## Description of the task
In the records below, find the line that contains "filename src/command/ports/mod.rs" and the line that contains "filename tests/dispatch_steps/when.rs", then retype exactly those two lines and every line between them.

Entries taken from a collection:
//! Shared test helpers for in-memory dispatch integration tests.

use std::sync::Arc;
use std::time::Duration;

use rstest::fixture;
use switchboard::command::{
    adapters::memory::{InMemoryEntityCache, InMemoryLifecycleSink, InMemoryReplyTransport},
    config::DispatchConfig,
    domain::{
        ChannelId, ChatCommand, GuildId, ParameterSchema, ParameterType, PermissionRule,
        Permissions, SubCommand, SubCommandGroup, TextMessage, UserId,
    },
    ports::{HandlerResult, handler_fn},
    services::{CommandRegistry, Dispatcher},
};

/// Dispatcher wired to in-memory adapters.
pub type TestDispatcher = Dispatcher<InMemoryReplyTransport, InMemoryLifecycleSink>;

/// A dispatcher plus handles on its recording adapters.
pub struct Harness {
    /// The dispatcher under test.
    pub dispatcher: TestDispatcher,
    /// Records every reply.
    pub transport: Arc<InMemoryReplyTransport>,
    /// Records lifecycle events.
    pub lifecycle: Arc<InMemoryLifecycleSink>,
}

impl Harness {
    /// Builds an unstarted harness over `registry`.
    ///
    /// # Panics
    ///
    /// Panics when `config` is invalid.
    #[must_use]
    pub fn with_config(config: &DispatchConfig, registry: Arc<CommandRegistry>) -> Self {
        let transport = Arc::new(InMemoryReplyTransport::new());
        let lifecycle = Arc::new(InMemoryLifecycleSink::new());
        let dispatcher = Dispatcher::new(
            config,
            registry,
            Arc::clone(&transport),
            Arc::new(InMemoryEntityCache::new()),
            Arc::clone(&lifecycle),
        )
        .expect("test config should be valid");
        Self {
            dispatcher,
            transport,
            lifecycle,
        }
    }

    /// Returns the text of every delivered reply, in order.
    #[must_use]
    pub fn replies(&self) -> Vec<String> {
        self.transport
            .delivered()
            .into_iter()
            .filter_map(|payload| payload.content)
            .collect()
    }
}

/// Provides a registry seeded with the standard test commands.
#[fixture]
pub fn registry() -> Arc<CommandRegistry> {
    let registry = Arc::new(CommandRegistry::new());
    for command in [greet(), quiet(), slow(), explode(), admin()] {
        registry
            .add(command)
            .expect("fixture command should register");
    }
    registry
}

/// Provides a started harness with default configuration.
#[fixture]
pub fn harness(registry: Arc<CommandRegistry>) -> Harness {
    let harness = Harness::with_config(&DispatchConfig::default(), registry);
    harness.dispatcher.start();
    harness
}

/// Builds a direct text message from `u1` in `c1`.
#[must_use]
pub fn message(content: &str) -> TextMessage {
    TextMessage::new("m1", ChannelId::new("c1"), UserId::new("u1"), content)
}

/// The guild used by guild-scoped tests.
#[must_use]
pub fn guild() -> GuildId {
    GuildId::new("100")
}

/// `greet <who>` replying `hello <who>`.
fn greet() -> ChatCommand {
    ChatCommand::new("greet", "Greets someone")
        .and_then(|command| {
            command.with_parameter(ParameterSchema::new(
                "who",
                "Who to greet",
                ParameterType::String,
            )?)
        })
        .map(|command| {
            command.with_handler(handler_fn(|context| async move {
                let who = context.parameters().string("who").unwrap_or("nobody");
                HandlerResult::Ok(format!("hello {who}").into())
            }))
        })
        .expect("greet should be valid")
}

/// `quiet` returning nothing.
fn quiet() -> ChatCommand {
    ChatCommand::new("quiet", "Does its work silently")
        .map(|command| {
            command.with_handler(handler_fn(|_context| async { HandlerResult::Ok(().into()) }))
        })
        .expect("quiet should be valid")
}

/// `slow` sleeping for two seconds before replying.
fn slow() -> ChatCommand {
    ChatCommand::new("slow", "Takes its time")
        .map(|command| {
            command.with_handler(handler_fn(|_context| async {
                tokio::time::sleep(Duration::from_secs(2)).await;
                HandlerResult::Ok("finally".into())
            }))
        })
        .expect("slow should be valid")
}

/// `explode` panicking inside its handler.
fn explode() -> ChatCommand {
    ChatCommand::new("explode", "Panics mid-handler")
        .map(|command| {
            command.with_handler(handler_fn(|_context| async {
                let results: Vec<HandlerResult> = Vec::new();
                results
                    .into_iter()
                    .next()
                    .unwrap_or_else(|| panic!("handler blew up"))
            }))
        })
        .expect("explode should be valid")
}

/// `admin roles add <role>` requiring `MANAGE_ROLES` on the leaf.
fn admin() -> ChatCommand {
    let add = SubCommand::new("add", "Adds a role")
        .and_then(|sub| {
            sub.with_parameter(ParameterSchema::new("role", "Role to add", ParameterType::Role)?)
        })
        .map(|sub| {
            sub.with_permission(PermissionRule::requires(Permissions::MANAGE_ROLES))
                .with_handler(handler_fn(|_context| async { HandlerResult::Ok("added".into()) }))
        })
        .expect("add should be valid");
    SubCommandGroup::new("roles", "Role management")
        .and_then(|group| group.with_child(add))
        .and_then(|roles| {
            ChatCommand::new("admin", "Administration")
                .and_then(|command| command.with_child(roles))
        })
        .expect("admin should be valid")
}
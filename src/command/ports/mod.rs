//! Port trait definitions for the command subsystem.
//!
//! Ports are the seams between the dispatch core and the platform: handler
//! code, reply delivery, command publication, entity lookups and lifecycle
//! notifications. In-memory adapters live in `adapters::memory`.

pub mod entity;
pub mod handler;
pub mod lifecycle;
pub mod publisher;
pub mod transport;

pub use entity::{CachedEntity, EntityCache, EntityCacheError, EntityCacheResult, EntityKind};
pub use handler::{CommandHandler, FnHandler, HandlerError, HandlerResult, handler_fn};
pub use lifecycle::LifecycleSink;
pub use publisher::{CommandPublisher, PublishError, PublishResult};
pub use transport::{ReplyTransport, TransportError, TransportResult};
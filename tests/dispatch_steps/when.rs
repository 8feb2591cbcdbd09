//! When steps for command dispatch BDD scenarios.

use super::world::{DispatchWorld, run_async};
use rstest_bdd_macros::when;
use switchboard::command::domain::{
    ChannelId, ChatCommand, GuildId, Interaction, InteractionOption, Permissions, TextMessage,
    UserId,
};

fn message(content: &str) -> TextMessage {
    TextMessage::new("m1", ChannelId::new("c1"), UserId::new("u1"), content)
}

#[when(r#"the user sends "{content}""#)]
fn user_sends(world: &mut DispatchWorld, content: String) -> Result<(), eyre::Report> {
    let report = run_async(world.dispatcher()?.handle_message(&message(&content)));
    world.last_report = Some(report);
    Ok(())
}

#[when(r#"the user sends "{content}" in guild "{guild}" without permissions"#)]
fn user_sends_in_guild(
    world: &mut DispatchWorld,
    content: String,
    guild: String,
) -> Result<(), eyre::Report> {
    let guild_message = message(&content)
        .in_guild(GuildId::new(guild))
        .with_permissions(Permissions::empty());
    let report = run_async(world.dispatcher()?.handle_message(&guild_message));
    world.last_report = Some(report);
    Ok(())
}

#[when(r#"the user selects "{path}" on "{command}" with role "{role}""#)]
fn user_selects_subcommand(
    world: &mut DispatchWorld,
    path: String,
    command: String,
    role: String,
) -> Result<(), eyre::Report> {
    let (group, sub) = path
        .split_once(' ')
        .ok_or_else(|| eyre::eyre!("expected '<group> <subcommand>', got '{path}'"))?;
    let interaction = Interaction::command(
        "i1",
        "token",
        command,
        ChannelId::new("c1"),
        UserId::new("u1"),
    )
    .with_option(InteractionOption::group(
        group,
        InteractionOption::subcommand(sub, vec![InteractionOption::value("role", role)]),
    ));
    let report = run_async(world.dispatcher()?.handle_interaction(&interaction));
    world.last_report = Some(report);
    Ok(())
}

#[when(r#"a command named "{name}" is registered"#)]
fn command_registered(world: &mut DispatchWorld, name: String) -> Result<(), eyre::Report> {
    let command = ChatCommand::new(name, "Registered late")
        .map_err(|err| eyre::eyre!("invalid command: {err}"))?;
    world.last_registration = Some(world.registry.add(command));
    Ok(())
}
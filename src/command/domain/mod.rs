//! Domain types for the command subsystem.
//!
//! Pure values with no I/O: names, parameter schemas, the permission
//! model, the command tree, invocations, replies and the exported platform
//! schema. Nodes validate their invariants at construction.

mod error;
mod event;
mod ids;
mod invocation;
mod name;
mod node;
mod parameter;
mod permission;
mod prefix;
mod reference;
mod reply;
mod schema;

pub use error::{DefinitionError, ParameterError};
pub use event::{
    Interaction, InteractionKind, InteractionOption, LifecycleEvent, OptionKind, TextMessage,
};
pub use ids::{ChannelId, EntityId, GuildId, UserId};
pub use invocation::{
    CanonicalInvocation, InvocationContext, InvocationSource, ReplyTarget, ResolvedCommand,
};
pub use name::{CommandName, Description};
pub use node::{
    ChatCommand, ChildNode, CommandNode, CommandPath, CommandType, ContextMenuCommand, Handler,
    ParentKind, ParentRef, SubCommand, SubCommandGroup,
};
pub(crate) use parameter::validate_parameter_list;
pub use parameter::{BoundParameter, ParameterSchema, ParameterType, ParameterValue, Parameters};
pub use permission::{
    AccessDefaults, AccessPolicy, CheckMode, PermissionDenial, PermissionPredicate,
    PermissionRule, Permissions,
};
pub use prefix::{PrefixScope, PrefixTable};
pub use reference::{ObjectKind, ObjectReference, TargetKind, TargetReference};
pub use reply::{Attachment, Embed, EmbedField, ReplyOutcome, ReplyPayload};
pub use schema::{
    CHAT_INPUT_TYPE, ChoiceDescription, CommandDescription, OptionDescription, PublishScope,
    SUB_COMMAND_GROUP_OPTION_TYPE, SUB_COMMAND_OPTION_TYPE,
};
...
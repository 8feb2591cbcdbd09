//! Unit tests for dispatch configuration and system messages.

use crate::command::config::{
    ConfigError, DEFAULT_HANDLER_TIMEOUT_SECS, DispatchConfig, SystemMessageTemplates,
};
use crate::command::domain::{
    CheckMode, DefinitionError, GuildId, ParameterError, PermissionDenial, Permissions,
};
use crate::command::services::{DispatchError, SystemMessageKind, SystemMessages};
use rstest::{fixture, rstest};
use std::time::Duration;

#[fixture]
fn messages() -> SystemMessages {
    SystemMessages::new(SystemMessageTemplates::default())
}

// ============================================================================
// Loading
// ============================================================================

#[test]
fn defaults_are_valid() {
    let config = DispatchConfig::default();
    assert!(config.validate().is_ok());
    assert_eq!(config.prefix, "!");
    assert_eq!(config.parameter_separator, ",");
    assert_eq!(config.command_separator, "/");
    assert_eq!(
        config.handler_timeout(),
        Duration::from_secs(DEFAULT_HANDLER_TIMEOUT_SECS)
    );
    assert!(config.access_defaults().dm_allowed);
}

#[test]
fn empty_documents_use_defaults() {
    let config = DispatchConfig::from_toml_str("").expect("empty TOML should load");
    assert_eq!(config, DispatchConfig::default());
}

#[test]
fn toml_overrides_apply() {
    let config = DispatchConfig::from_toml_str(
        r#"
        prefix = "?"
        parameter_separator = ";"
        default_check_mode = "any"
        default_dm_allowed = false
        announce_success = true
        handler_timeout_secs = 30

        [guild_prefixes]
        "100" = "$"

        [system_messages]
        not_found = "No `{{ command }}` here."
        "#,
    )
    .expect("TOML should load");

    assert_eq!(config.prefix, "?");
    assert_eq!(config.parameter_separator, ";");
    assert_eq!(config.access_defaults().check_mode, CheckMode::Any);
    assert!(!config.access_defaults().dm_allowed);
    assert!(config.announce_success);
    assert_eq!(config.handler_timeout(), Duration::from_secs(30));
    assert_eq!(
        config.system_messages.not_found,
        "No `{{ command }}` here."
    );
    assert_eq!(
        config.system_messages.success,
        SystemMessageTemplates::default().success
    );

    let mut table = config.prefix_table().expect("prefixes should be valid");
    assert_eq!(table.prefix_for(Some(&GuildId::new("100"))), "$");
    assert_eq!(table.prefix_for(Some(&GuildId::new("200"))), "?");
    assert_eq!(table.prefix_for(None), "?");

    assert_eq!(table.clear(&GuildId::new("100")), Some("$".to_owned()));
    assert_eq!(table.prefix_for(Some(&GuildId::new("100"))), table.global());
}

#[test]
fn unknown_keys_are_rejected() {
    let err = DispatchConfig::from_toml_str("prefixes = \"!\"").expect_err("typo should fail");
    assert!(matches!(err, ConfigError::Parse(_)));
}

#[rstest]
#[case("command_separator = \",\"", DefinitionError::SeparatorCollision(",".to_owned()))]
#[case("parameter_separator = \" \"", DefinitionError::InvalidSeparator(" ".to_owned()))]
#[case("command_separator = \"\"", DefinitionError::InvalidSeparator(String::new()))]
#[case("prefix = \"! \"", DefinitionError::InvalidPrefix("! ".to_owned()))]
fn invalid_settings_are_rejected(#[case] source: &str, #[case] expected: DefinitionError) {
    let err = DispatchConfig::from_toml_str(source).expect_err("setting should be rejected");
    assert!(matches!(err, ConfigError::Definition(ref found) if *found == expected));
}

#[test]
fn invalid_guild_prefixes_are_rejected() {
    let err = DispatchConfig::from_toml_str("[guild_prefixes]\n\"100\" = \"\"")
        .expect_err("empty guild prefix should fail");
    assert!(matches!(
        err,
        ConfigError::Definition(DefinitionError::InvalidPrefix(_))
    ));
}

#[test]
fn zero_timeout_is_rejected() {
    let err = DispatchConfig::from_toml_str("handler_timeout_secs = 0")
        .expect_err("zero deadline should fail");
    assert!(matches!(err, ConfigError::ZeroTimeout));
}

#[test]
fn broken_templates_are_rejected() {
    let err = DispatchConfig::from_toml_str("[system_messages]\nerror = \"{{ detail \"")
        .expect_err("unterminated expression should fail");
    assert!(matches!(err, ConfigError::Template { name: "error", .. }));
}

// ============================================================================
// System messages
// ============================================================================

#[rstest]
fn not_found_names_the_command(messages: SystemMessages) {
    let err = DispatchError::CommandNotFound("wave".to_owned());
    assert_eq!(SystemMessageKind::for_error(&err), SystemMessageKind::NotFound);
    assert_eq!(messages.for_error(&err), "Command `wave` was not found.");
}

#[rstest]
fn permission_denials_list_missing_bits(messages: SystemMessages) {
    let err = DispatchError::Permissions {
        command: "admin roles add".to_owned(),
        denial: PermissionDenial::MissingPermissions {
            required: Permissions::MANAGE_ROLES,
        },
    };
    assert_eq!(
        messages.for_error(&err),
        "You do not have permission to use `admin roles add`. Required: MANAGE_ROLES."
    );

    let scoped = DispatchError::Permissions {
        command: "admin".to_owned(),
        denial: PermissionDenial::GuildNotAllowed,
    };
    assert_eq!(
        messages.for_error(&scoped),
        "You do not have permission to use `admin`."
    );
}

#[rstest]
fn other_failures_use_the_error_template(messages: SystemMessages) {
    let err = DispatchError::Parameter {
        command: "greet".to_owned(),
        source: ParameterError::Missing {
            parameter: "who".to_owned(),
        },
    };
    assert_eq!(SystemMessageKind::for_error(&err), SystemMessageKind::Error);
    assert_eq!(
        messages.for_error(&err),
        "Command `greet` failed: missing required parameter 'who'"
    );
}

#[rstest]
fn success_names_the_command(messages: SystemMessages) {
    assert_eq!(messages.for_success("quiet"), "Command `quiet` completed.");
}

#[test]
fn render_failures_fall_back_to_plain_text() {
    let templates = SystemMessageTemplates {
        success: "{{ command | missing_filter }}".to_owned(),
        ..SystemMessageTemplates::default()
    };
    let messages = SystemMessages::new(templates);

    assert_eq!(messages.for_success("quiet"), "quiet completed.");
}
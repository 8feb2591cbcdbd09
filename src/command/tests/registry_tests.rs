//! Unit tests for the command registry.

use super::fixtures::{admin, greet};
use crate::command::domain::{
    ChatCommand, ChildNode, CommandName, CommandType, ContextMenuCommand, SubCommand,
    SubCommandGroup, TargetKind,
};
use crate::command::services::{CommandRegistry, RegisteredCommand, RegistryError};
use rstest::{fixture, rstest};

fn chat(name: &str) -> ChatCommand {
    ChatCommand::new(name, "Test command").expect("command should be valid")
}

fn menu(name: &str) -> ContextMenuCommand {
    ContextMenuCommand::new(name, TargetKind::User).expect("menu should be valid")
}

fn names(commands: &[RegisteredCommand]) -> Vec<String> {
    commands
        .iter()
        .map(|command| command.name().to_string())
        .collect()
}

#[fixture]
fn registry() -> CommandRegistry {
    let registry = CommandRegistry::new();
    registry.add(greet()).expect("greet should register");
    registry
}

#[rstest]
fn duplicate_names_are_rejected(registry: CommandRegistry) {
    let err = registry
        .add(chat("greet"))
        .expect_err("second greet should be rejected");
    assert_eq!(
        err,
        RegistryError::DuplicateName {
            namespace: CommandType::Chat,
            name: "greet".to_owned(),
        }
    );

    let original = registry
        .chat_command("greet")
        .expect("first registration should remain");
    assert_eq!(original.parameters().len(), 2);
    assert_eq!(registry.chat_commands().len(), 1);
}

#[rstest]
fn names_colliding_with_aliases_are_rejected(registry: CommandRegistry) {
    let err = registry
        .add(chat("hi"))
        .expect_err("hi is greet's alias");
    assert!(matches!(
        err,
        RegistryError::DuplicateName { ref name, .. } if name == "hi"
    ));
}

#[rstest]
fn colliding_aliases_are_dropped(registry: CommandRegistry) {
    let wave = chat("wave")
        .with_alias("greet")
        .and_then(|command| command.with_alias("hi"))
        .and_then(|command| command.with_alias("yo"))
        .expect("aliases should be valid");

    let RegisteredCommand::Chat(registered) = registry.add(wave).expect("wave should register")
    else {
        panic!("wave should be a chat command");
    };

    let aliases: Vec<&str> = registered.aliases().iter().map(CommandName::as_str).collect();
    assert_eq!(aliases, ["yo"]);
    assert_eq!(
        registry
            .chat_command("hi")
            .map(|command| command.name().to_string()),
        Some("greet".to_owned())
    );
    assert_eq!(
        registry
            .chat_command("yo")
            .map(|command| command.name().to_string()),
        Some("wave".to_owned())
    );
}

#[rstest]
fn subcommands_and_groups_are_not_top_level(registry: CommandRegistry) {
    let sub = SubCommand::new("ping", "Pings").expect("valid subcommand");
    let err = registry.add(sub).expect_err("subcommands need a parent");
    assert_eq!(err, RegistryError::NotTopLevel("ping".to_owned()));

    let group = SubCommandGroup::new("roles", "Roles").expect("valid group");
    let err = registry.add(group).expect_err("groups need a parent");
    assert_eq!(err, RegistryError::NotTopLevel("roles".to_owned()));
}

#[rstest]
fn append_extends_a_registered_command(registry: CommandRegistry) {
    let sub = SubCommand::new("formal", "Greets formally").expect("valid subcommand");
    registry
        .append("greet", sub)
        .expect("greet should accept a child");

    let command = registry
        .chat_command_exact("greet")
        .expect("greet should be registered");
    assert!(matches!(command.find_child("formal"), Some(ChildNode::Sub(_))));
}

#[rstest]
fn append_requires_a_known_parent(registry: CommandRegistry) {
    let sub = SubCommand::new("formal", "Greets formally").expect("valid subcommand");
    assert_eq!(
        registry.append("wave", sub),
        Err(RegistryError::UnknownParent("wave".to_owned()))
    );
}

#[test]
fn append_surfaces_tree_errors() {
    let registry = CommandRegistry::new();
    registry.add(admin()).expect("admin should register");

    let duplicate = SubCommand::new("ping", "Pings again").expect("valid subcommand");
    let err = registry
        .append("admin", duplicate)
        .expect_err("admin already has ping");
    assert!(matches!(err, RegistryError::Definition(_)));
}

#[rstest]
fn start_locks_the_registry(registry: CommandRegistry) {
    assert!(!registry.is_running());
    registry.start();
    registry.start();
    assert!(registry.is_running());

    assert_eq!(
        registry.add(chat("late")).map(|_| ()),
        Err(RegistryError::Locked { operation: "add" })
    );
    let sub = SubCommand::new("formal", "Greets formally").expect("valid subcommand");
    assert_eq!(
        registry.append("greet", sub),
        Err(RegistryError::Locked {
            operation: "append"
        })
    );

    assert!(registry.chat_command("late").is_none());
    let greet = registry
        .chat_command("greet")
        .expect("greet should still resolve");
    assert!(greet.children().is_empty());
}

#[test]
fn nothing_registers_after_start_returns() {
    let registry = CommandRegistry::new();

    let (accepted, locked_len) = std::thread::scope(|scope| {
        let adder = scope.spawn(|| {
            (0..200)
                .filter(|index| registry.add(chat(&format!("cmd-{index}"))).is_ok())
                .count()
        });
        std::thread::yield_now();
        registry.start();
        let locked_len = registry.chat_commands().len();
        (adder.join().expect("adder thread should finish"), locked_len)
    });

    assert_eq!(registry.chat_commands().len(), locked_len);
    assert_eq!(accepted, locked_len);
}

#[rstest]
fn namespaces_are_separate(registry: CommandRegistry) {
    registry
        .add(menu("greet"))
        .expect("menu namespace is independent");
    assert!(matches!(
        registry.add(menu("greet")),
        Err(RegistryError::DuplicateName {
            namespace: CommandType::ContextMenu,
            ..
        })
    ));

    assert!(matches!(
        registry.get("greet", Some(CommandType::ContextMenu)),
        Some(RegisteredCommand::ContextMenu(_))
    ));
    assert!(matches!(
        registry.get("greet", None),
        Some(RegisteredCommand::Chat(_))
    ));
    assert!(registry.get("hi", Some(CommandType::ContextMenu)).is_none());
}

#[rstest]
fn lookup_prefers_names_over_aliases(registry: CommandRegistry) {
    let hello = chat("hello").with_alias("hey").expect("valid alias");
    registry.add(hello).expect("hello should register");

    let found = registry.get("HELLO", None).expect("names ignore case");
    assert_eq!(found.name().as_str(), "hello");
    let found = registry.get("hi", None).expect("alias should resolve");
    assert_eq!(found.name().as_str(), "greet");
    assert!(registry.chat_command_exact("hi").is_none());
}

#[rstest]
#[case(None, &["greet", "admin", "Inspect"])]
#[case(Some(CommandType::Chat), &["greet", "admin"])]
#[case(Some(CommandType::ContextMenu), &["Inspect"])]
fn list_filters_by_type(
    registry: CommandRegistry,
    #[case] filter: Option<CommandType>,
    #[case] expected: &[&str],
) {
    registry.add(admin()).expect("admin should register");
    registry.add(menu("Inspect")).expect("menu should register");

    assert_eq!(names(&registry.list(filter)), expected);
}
--
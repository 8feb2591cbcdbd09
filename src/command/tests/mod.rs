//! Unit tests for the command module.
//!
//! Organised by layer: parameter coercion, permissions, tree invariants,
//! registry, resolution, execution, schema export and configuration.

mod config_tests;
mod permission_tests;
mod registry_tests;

## Exercise response
filename src/command/ports/mod.rs
//! Port trait definitions for the command subsystem.
//!
//! Ports are the seams between the dispatch core and the platform: handler
//! code, reply delivery, command publication, entity lookups and lifecycle
//! notifications. In-memory adapters live in `adapters::memory`.

pub mod entity;
pub mod handler;
pub mod lifecycle;
pub mod publisher;
pub mod transport;

pub use entity::{CachedEntity, EntityCache, EntityCacheError, EntityCacheResult, EntityKind};
pub use handler::{CommandHandler, FnHandler, HandlerError, HandlerResult, handler_fn};
pub use lifecycle::LifecycleSink;
pub use publisher::{CommandPublisher, PublishError, PublishResult};
pub use transport::{ReplyTransport, TransportError, TransportResult};
filename tests/dispatch_steps/when.rs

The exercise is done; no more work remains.